Digestive System Research Unit, University Hospital Vall d'Hebron,
Autonomous University of Barcelona
Abstract

Very little is known about the physiology of gas movement in the human gut and its putative role in the origin of abdominal symptoms. Using a gas challenge test it has been shown that most healthy subjects propulse and evacuate as much gas as infused, whereas a large proportion of patients with the irritable bowel syndrome and functional bloating retain gas and/or present abdominal symptoms. The volume of intestinal gas retention determines objective abdominal distension, but subjective perception is lower when the gut is relaxed or when pooling occurs in large capacitance regions, such as the colon. Normally intestinal gas propulsion is finely controlled by different reflex mechanisms. For instance, intraluminal lipids inhibit, but segmental gut distension accelerates gas transit. Impaired gas handling in IBS is the result of abnormal reflex control. The slowing effect of lipids is up-regulated in these patients, whereas the stimulatory effect of distension is markedly impaired.
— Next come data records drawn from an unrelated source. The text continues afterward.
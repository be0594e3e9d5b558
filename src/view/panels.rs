//! Panels that replace or accompany the grid: loading skeleton, error panel,
//! expanded-row detail pane, column visibility menu, and the footer.

use super::styles::GridStyles;
use crate::model::{Column, Pagination, TableRow};
use crate::view_state::ColumnMenuItem;
use ratatui::{
    buffer::Buffer,
    layout::{Alignment, Constraint, Direction, Layout, Rect},
    style::{Modifier, Style},
    text::{Line, Span},
    widgets::{Block, Borders, Clear, Paragraph, Widget, Wrap},
};

/// A one-line message for the footer.
#[derive(Debug, Clone, PartialEq, Eq)]
pub enum Notice {
    /// Something happened.
    Info(String),
    /// Something failed.
    Error(String),
}

// ===== Skeleton =====

/// Placeholder bars shown while a fetch is outstanding.
pub struct Skeleton<'a> {
    styles: &'a GridStyles,
}

impl<'a> Skeleton<'a> {
    /// Skeleton in `styles`.
    pub fn new(styles: &'a GridStyles) -> Self {
        Self { styles }
    }
}

impl Widget for Skeleton<'_> {
    fn render(self, area: Rect, buf: &mut Buffer) {
        let block = Block::default().borders(Borders::ALL).title("Loading…");
        let inner = block.inner(area);
        block.render(area, buf);
        for (i, y) in (inner.y..inner.bottom()).enumerate() {
            // Uneven bar lengths read as rows rather than a solid block.
            let width = inner.width.saturating_mul([9, 7, 8, 6][i % 4]) / 10;
            buf.set_stringn(inner.x, y, "░".repeat(usize::from(width)), usize::from(width), self.styles.skeleton);
        }
    }
}

// ===== ErrorPanel =====

/// Shown in place of the grid after a failed fetch.
pub struct ErrorPanel<'a> {
    message: &'a str,
    styles: &'a GridStyles,
}

impl<'a> ErrorPanel<'a> {
    /// Panel for `message`.
    pub fn new(message: &'a str, styles: &'a GridStyles) -> Self {
        Self { message, styles }
    }
}

impl Widget for ErrorPanel<'_> {
    fn render(self, area: Rect, buf: &mut Buffer) {
        let lines = vec![
            Line::from(Span::styled("Failed to load data", self.styles.error)),
            Line::from(self.message),
            Line::default(),
            Line::from(Span::styled("Press r to retry", self.styles.muted)),
        ];
        Paragraph::new(lines)
            .alignment(Alignment::Center)
            .wrap(Wrap { trim: true })
            .block(Block::default().borders(Borders::ALL).title("Error"))
            .render(area, buf);
    }
}

// ===== DetailPane =====

/// Every schema field of one expanded row, hidden columns included.
pub struct DetailPane<'a, R> {
    row: &'a R,
    schema: &'a [Column],
}

impl<'a, R: TableRow> DetailPane<'a, R> {
    /// Details of `row`.
    pub fn new(row: &'a R, schema: &'a [Column]) -> Self {
        Self { row, schema }
    }
}

impl<R: TableRow> Widget for DetailPane<'_, R> {
    fn render(self, area: Rect, buf: &mut Buffer) {
        let lines: Vec<Line<'_>> = self
            .schema
            .iter()
            .map(|column| {
                Line::from(vec![
                    Span::styled(format!("{}: ", column.header()), Style::default().add_modifier(Modifier::BOLD)),
                    Span::raw(column.cell_text(self.row)),
                ])
            })
            .collect();
        Paragraph::new(lines)
            .block(
                Block::default()
                    .borders(Borders::ALL)
                    .title(format!("Row {}", self.row.id())),
            )
            .render(area, buf);
    }
}

// ===== ColumnMenu =====

/// Centered popup listing every schema column with its visibility.
pub struct ColumnMenu<'a> {
    items: &'a [ColumnMenuItem],
    cursor: usize,
    styles: &'a GridStyles,
}

impl<'a> ColumnMenu<'a> {
    /// Menu over `items` with `cursor` highlighted.
    pub fn new(items: &'a [ColumnMenuItem], cursor: usize, styles: &'a GridStyles) -> Self {
        Self { items, cursor, styles }
    }
}

impl Widget for ColumnMenu<'_> {
    fn render(self, area: Rect, buf: &mut Buffer) {
        Clear.render(area, buf);
        let lines: Vec<Line<'_>> = self
            .items
            .iter()
            .enumerate()
            .map(|(i, item)| {
                let mark = if item.visible { "[x]" } else { "[ ]" };
                let style = if i == self.cursor {
                    self.styles.cursor_row
                } else {
                    Style::default()
                };
                Line::styled(format!("{mark} {}", item.header), style)
            })
            .collect();
        Paragraph::new(lines)
            .block(
                Block::default()
                    .borders(Borders::ALL)
                    .title("Columns (space: toggle, a: show all, esc: close)"),
            )
            .render(area, buf);
    }
}

/// A `percent_x` by `percent_y` rectangle centered in `area`.
pub fn centered_rect(percent_x: u16, percent_y: u16, area: Rect) -> Rect {
    let vertical = Layout::default()
        .direction(Direction::Vertical)
        .constraints([
            Constraint::Percentage((100 - percent_y) / 2),
            Constraint::Percentage(percent_y),
            Constraint::Percentage((100 - percent_y) / 2),
        ])
        .split(area);
    Layout::default()
        .direction(Direction::Horizontal)
        .constraints([
            Constraint::Percentage((100 - percent_x) / 2),
            Constraint::Percentage(percent_x),
            Constraint::Percentage((100 - percent_x) / 2),
        ])
        .split(vertical[1])[1]
}

// ===== Footer =====

/// Pagination summary plus the latest notice or key hints.
pub struct Footer<'a> {
    pagination: Option<Pagination>,
    row_count: usize,
    notice: Option<&'a Notice>,
    styles: &'a GridStyles,
}

impl<'a> Footer<'a> {
    /// Footer for a page (or for `row_count` rows when unpaginated).
    pub fn new(pagination: Option<Pagination>, row_count: usize, styles: &'a GridStyles) -> Self {
        Self {
            pagination,
            row_count,
            notice: None,
            styles,
        }
    }

    /// Message shown on the second line.
    pub fn notice(mut self, notice: Option<&'a Notice>) -> Self {
        self.notice = notice;
        self
    }
}

impl Widget for Footer<'_> {
    fn render(self, area: Rect, buf: &mut Buffer) {
        let summary = match self.pagination {
            Some(p) => format!("{}  Page {}/{}", p.summary(), p.page(), p.total_pages()),
            None => format!("{} rows", self.row_count),
        };
        let second = match self.notice {
            Some(Notice::Info(text)) => Line::raw(text.clone()),
            Some(Notice::Error(text)) => Line::styled(text.clone(), self.styles.error),
            None => Line::styled(
                "/ search  o sort  space select  e edit  tab expand  [ ] page  q quit",
                self.styles.muted,
            ),
        };
        Paragraph::new(vec![Line::raw(summary), second]).render(area, buf);
    }
}
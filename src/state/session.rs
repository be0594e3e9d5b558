//! Table session: one explicitly constructed table instance.
//!
//! A [`TableSession`] owns the state store and every interaction state machine
//! (coordinator, reorder protocol, inline editor, selection snapshots) for one
//! table. Nothing is shared between sessions; two tables in one process are two
//! sessions.
//!
//! The session never performs I/O. Fetches are queued as [`FetchRequest`]s for
//! the shell to take with [`TableSession::take_fetch`]; saves are returned as
//! [`SaveRequest`]s. Responses come back through [`TableSession::resolve_fetch`]
//! and [`TableSession::complete_save`], keyed by ticket, so late answers for
//! superseded requests are dropped.

use super::coordinator::{Coordinator, DataMode, FetchRequest, FetchTicket, Outcome};
use super::debounce::DEFAULT_SEARCH_DEBOUNCE;
use super::inline_edit::{EditKey, EditKeyOutcome, EditingCell, InlineEditor, SaveOutcome, SaveRequest, SaveTicket};
use super::load_state::LoadState;
use super::reorder::{move_column, ReorderMode, ReorderProtocol};
use super::selection::{self, BulkActions, BulkHandler, PageSelection, SelectionSnapshots};
use super::table_state::{ChangeSet, StateListener, SubscriptionId, TableState, TableStatePatch, TableStore};
use crate::model::{
    Column, ColumnKey, DataError, Filters, Pagination, Rejection, RowId, SaveError, SchemaError, SortSpec,
    TableRow,
};
use crate::view_state::columns::derive_columns_with_order;
use crate::view_state::rows::{filter_rows, filtered_sorted};
use crate::view_state::toolbar::{next_status, status_options};
use crate::view_state::{
    compute_window, derive_rows, ColumnFlags, DerivedRows, EffectiveColumns, ExportDocument, ExportFormat,
    ExportScope, RowHeight, ToolbarFlags, ToolbarModel, VirtualWindow,
};
use std::collections::HashSet;
use std::fmt;
use std::time::{Duration, Instant};
use tracing::{debug, info, warn};

/// Default rows per page.
pub const DEFAULT_PAGE_SIZE: usize = 25;

/// Default rows rendered beyond each edge of the viewport.
pub const DEFAULT_OVERSCAN: usize = 3;
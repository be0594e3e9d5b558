//! Sort / filter / pagination coordinator.
//!
//! Translates user intent into store updates and, in collaborator-driven mode,
//! into fetch requests. Every filter change lands on page 1; page changes are
//! clamped rather than rejected.
//!
//! Fetch requests carry a [`FetchTicket`]. Only the newest ticket is live: a
//! response for any older ticket is stale and must be dropped by the caller, so
//! a slow earlier response can never overwrite a newer view.

use super::debounce::Debouncer;
use super::table_state::{ChangeSet, TableState, TableStatePatch, TableStore};
use crate::model::filters::{SEARCH, STATUS};
use crate::model::sort::next_sort;
use crate::model::{ColumnKey, Filters, PageRequest, Pagination, Rejection, SortSpec};
use std::time::{Duration, Instant};
use tracing::debug;

/// Where rows come from.
#[derive(Debug, Clone, Copy, PartialEq, Eq, Default)]
pub enum DataMode {
    /// The whole collection is in memory and derived locally.
    #[default]
    Local,
    /// An external collaborator sorts, filters and pages.
    Remote,
}

/// Identifies one issued fetch.
#[derive(Debug, Clone, Copy, PartialEq, Eq, PartialOrd, Ord, Hash)]
pub struct FetchTicket(u64);

impl FetchTicket {
    /// Raw sequence number.
    pub fn get(&self) -> u64 {
        self.0
    }
}

/// What the collaborator is asked for.
#[derive(Debug, Clone, PartialEq, Eq)]
pub struct DataQuery {
    /// Sort to apply.
    pub sort: Option<SortSpec>,
    /// Filters to apply.
    pub filters: Filters,
    /// Page to return.
    pub page: PageRequest,
}

impl DataQuery {
    /// Query describing the given state.
    pub fn from_state(state: &TableState) -> Self {
        Self {
            sort: state.sort().cloned(),
            filters: state.filters().clone(),
            page: state.page(),
        }
    }
}

/// A query bound to its ticket.
#[derive(Debug, Clone, PartialEq, Eq)]
pub struct FetchRequest {
    /// Ticket to hand back with the response.
    pub ticket: FetchTicket,
    /// Requested data.
    pub query: DataQuery,
}

/// Result of one coordinated interaction.
#[derive(Debug, Clone, Default, PartialEq)]
pub struct Outcome {
    /// Fields the store actually changed.
    pub changes: ChangeSet,
    /// Request to send to the collaborator, if one is needed.
    pub fetch: Option<FetchRequest>,
}

/// Coordinates sort, search, filter and page transitions.
#[derive(Debug)]
pub struct Coordinator {
    mode: DataMode,
    search: Debouncer<String>,
    next_ticket: u64,
    in_flight: Option<FetchRequest>,
    last_query: Option<DataQuery>,
}

impl Coordinator {
    /// Coordinator for `mode` with the given search quiet period.
    pub fn new(mode: DataMode, search_debounce: Duration) -> Self {
        Self {
            mode,
            search: Debouncer::new(search_debounce),
            next_ticket: 0,
            in_flight: None,
            last_query: None,
        }
    }

    /// Data mode.
    pub fn mode(&self) -> DataMode {
        self.mode
    }

    // ===== sort =====

    /// Header click on `key`: new key sorts ascending, same key flips direction.
    ///
    /// Rejected (and nothing changes) when the column is unknown or not sortable.
    pub fn click_sort(&mut self, store: &mut TableStore, key: &ColumnKey) -> Result<Outcome, Rejection> {
        let next = next_sort(store.state().sort(), key);
        let changes = store.update(TableStatePatch::new().sort(Some(next)))?;
        Ok(self.after_update(store.state(), changes))
    }

    // ===== search =====

    /// Record a keystroke's worth of search text. Nothing commits until the
    /// quiet period passes with no further input.
    pub fn type_search(&mut self, text: impl Into<String>, now: Instant) {
        self.search.schedule(text.into(), now);
    }

    /// Search text waiting on the debounce.
    pub fn pending_search(&self) -> Option<&str> {
        self.search.pending().map(String::as_str)
    }

    /// Time until the pending search commits.
    pub fn search_due_in(&self, now: Instant) -> Option<Duration> {
        self.search.remaining(now)
    }

    /// Commit the pending search if its quiet period has elapsed.
    pub fn tick(&mut self, store: &mut TableStore, now: Instant) -> Result<Option<Outcome>, Rejection> {
        match self.search.poll(now) {
            Some(text) => self.commit_filter(store, SEARCH, text).map(Some),
            None => Ok(None),
        }
    }

    /// Commit the pending search right away (e.g. Enter in the search box).
    pub fn flush_search(&mut self, store: &mut TableStore) -> Result<Option<Outcome>, Rejection> {
        match self.search.flush() {
            Some(text) => self.commit_filter(store, SEARCH, text).map(Some),
            None => Ok(None),
        }
    }

    // ===== filters =====

    /// Set or clear the status filter. Commits immediately.
    pub fn set_status(&mut self, store: &mut TableStore, status: Option<&str>) -> Result<Outcome, Rejection> {
        self.commit_filter(store, STATUS, status.unwrap_or_default())
    }

    /// Set or clear any filter by name. Commits immediately.
    pub fn set_filter(
        &mut self,
        store: &mut TableStore,
        name: &str,
        value: &str,
    ) -> Result<Outcome, Rejection> {
        self.commit_filter(store, name, value)
    }

    /// Clear every filter and go to page 1 in one update.
    ///
    /// A search still waiting on its debounce is discarded too.
    pub fn clear_filters(&mut self, store: &mut TableStore) -> Result<Outcome, Rejection> {
        self.search.cancel();
        let page = store.state().page();
        let changes = store.update(
            TableStatePatch::new()
                .filters(Filters::new())
                .page(PageRequest::first(page.page_size())),
        )?;
        Ok(self.after_update(store.state(), changes))
    }

    /// Writes only `name` on top of the current filters, so a delayed search
    /// commit never reverts a status change made while it was pending.
    fn commit_filter(
        &mut self,
        store: &mut TableStore,
        name: &str,
        value: impl Into<String>,
    ) -> Result<Outcome, Rejection> {
        let state = store.state();
        let mut filters = state.filters().clone();
        filters.set(name, value);
        if &filters == state.filters() {
            return Ok(Outcome::default());
        }
        let first = PageRequest::first(state.page().page_size());
        let changes = store.update(TableStatePatch::new().filters(filters).page(first))?;
        Ok(self.after_update(store.state(), changes))
    }

    // ===== pages =====

    /// Go to `page`, clamped into `[1, total_pages]` of `current`.
    pub fn go_to_page(
        &mut self,
        store: &mut TableStore,
        current: &Pagination,
        page: usize,
    ) -> Result<Outcome, Rejection> {
        let target = current.clamp_page(page);
        let request = store.state().page().with_page(target);
        let changes = store.update(TableStatePatch::new().page(request))?;
        Ok(self.after_update(store.state(), changes))
    }

    /// Change rows per page and return to page 1.
    pub fn set_page_size(&mut self, store: &mut TableStore, page_size: usize) -> Result<Outcome, Rejection> {
        let changes = store.update(TableStatePatch::new().page(PageRequest::first(page_size)))?;
        Ok(self.after_update(store.state(), changes))
    }

    // ===== remote fetches =====

    /// Request for the current state, unless the same query is already in flight.
    pub fn request_fetch(&mut self, state: &TableState) -> Option<FetchRequest> {
        if self.mode != DataMode::Remote {
            return None;
        }
        let query = DataQuery::from_state(state);
        if self.in_flight.as_ref().is_some_and(|r| r.query == query) {
            debug!(?query, "identical fetch already in flight");
            return None;
        }
        Some(self.issue(query))
    }

    /// Re-issue the most recent query regardless of what is in flight.
    pub fn retry(&mut self, state: &TableState) -> Option<FetchRequest> {
        if self.mode != DataMode::Remote {
            return None;
        }
        let query = self
            .last_query
            .clone()
            .unwrap_or_else(|| DataQuery::from_state(state));
        Some(self.issue(query))
    }

    /// Mark `ticket` as answered. Returns false for a stale ticket.
    pub fn resolve(&mut self, ticket: FetchTicket) -> bool {
        match &self.in_flight {
            Some(request) if request.ticket == ticket => {
                self.in_flight = None;
                true
            }
            _ => {
                debug!(ticket = ticket.get(), "dropping stale fetch response");
                false
            }
        }
    }

    /// The live request, if one is outstanding.
    pub fn in_flight(&self) -> Option<&FetchRequest> {
        self.in_flight.as_ref()
    }

    fn issue(&mut self, query: DataQuery) -> FetchRequest {
        self.next_ticket += 1;
        let request = FetchRequest {
            ticket: FetchTicket(self.next_ticket),
            query,
        };
        if let Some(superseded) = self.in_flight.replace(request.clone()) {
            debug!(ticket = superseded.ticket.get(), "fetch superseded");
        }
        self.last_query = Some(request.query.clone());
        request
    }

    fn after_update(&mut self, state: &TableState, changes: ChangeSet) -> Outcome {
        let fetch = if changes.affects_rows() {
            self.request_fetch(state)
        } else {
            None
        };
        Outcome { changes, fetch }
    }
}

// ===== Tests =====

#[cfg(test)]
#[path = "coordinator_tests.rs"]
mod tests;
Using the gas challenge test in patients with IBS and functional bloating it was shown that retention of gas loads was effectively cleared by neostigmine administration, and reduced gas retention was associated to improvement of both abdominal distension and symptom perception. These data suggest that prokinetic, rather than conventional spasmolytic drugs, may be indicated for the treatment of abdominal bloating in patients with intestinal gas retention. In conclusion, gas transit studies in patients with IBS and functional bloating have evidenced impaired gas handling that may play a role in the pathogenesis of their symptoms.